▸ WHAT YOU ARE ASKED TO DO
Across these entries, count the lines holding the string "Indexed"; the number is the whole answer.

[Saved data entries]

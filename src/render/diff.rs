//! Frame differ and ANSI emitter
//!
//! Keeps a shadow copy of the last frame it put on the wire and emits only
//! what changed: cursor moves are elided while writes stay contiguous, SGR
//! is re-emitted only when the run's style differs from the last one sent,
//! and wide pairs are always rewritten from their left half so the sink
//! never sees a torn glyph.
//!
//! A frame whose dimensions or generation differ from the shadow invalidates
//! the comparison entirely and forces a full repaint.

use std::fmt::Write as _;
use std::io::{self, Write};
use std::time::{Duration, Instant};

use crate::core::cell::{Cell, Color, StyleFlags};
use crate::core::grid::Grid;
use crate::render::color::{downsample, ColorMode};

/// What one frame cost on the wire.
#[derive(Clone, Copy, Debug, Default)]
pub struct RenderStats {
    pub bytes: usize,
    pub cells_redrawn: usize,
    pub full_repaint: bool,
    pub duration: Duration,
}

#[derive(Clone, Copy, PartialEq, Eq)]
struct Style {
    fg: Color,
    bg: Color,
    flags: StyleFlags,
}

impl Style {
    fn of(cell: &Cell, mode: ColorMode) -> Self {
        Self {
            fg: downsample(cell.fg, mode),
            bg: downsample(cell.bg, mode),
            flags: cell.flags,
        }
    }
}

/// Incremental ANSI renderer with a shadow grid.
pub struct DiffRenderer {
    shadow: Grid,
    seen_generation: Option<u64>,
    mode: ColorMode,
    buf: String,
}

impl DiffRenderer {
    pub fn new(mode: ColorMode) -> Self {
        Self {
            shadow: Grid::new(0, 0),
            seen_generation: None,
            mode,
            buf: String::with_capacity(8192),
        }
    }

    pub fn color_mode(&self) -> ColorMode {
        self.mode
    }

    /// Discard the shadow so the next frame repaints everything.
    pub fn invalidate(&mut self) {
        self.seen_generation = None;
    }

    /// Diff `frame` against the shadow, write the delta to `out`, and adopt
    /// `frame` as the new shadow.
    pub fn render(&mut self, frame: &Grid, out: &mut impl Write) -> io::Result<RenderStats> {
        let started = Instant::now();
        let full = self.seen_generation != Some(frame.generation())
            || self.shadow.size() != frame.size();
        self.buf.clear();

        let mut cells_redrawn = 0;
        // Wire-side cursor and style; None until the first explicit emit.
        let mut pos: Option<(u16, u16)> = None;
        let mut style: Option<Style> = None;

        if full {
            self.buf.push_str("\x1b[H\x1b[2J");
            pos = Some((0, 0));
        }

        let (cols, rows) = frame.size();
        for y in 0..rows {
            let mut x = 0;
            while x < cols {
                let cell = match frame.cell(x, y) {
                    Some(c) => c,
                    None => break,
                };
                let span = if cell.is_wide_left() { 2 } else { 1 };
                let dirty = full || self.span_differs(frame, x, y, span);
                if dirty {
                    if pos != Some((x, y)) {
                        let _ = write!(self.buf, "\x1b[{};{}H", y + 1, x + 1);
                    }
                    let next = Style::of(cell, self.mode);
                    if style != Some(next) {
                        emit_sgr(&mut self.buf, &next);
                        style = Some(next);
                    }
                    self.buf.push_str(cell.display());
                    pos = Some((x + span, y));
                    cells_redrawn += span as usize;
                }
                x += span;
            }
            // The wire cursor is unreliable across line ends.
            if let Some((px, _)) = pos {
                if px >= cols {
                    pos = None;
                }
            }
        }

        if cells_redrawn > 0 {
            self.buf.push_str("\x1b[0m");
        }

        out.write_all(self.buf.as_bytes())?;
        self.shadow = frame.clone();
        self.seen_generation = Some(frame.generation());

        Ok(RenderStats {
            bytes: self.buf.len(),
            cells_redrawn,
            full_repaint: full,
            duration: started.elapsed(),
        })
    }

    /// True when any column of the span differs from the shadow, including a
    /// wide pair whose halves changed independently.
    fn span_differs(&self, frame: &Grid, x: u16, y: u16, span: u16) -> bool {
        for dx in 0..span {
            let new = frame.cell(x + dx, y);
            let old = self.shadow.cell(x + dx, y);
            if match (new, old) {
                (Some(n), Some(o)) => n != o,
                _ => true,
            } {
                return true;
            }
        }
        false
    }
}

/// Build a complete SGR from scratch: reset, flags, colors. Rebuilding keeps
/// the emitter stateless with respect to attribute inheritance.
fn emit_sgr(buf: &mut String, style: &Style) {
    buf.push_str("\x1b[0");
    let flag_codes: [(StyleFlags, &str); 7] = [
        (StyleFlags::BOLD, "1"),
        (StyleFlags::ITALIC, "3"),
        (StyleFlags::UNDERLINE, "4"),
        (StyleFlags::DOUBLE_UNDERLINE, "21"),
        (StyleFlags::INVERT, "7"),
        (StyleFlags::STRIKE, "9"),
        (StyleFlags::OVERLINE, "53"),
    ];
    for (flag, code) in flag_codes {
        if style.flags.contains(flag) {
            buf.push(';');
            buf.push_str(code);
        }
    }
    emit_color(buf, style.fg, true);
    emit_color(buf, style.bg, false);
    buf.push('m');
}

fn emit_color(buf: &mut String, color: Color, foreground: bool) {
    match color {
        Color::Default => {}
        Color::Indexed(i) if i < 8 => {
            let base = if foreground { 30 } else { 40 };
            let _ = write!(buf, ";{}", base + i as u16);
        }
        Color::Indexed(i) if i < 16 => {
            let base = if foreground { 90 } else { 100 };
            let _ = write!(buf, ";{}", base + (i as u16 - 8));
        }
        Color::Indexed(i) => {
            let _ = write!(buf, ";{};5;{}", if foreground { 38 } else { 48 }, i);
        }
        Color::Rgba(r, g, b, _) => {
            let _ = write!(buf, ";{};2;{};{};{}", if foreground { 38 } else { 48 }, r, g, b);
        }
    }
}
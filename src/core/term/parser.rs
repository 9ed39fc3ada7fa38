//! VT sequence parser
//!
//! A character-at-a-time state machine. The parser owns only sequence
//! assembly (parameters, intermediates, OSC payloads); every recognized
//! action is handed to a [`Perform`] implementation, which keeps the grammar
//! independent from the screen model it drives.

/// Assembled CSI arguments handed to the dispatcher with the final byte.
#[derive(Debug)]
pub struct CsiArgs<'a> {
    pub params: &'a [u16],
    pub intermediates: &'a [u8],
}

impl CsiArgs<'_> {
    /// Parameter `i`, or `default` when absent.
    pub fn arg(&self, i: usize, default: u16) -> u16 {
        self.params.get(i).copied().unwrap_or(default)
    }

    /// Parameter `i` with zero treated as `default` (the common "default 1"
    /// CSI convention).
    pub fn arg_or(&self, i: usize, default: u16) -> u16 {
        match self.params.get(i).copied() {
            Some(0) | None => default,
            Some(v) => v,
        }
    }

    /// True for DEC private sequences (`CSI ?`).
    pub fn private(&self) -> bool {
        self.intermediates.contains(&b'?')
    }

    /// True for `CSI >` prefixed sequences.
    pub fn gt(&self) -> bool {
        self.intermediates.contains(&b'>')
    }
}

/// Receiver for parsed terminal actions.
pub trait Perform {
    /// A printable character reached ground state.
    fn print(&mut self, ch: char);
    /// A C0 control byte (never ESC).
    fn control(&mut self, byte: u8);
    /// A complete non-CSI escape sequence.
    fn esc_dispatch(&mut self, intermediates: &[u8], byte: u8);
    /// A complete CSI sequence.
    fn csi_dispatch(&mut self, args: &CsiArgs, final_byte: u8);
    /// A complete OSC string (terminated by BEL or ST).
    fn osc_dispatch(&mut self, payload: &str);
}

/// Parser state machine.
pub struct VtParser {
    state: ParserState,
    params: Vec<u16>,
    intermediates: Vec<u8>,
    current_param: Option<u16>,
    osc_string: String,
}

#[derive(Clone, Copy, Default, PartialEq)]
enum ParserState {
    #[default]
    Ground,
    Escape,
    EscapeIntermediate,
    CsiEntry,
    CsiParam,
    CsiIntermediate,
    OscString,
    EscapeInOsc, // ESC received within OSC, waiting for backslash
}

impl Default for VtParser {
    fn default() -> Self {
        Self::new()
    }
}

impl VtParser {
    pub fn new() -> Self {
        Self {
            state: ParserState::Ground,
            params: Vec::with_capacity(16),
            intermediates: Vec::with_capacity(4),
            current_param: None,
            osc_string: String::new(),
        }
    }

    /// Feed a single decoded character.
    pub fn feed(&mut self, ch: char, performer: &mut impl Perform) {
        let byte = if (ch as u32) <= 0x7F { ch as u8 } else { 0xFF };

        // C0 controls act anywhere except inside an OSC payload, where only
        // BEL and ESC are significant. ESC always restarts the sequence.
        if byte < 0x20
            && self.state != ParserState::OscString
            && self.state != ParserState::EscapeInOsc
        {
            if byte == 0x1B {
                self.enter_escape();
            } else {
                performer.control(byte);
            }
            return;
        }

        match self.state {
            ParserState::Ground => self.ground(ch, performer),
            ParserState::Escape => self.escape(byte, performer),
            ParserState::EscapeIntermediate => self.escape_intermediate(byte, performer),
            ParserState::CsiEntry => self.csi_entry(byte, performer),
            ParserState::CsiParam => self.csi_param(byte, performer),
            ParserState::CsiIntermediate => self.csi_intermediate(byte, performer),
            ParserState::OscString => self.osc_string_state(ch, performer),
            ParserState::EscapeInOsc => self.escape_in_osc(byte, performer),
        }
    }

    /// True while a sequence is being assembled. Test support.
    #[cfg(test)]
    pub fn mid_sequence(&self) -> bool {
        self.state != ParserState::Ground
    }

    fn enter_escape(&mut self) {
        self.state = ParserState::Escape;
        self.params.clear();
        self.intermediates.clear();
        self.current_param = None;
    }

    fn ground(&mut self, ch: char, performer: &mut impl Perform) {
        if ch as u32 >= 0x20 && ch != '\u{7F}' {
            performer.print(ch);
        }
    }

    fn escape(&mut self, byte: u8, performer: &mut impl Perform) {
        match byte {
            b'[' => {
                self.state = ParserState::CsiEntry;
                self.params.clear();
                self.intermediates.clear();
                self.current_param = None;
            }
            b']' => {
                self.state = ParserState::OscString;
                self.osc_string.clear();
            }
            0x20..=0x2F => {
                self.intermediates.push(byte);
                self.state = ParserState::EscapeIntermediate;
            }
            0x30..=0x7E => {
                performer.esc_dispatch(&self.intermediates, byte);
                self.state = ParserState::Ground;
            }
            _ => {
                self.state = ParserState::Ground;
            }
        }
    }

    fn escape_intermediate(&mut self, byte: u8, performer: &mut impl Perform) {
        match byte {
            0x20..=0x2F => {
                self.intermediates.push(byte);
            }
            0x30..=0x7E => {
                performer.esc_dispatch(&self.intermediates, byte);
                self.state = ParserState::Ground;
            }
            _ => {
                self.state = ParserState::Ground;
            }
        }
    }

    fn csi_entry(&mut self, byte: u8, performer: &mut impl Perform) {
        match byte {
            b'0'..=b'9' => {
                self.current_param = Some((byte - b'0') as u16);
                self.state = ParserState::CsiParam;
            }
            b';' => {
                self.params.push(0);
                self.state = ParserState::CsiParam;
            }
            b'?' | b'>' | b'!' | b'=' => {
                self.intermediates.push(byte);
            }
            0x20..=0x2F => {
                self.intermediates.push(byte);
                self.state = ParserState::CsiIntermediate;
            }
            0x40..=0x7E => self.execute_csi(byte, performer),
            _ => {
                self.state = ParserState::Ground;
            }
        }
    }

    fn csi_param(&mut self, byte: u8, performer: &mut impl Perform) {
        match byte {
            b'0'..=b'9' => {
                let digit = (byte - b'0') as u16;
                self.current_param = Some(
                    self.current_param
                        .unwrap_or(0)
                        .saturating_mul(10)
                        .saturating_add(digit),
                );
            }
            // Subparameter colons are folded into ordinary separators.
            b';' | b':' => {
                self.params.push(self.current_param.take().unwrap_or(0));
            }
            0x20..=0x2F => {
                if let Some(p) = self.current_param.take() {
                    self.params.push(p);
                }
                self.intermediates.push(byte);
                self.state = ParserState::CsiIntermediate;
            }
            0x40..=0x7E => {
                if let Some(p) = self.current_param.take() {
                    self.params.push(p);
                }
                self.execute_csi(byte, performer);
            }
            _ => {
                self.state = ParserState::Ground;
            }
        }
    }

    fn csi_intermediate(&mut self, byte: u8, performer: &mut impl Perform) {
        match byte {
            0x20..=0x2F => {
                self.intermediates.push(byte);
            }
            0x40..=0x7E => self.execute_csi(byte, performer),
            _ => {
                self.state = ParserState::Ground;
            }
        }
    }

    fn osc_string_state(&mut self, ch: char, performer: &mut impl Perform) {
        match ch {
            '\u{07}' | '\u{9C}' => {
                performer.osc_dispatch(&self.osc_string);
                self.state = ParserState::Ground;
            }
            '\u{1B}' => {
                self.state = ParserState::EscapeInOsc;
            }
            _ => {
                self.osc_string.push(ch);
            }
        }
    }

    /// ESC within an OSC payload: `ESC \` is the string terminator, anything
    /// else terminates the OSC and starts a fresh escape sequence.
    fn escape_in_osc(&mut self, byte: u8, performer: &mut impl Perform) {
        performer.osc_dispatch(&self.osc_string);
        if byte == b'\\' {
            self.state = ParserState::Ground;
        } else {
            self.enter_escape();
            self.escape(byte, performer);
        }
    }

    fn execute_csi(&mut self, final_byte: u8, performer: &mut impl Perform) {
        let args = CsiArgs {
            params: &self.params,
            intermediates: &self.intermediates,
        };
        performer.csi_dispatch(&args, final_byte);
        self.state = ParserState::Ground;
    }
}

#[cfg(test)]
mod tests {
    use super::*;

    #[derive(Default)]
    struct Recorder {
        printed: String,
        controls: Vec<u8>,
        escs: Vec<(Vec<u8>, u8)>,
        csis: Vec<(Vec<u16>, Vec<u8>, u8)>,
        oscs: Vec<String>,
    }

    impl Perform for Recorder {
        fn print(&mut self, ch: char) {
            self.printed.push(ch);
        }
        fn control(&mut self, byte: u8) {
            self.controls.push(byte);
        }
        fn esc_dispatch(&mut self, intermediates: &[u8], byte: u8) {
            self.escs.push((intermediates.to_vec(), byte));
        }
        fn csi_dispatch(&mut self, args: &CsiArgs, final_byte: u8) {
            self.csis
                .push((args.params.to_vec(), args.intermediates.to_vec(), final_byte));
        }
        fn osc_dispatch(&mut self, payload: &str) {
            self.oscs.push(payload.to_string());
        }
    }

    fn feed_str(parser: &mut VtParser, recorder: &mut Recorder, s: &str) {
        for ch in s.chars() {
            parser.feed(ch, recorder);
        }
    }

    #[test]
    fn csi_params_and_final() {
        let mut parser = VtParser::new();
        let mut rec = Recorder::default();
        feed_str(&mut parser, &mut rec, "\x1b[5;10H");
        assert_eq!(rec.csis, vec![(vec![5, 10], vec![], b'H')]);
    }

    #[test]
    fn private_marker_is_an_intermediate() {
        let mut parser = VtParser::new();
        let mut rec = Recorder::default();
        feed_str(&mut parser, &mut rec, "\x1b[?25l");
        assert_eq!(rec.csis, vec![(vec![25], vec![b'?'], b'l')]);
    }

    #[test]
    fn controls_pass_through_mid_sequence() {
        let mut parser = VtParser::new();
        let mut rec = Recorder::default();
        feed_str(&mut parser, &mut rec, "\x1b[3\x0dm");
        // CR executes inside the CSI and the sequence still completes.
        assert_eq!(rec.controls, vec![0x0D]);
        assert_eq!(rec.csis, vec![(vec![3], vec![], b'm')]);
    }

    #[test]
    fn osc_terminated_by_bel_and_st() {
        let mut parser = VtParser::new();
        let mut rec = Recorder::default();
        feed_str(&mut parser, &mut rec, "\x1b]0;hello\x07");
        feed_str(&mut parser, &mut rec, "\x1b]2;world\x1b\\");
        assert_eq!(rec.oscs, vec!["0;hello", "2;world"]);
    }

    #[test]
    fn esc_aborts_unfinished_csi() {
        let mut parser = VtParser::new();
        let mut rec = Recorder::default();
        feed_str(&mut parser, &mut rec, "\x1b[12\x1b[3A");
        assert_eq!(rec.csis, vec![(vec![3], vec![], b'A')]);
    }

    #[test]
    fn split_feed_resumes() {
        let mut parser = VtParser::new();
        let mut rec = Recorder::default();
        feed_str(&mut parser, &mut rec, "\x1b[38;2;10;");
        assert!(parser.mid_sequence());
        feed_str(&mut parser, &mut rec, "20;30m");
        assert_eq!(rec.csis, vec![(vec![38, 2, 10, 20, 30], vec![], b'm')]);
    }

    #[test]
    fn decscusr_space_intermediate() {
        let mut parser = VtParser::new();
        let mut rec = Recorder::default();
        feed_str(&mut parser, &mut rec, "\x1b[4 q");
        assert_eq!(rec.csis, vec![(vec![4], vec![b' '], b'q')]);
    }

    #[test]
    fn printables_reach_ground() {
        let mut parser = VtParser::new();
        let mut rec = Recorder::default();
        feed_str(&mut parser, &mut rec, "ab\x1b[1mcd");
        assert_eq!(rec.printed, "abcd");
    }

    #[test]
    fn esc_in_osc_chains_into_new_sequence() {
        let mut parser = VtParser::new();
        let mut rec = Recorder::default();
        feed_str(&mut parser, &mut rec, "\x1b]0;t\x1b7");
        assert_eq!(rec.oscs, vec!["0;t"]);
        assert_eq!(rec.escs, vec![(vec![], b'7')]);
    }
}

▸ TASK RESPONSE
3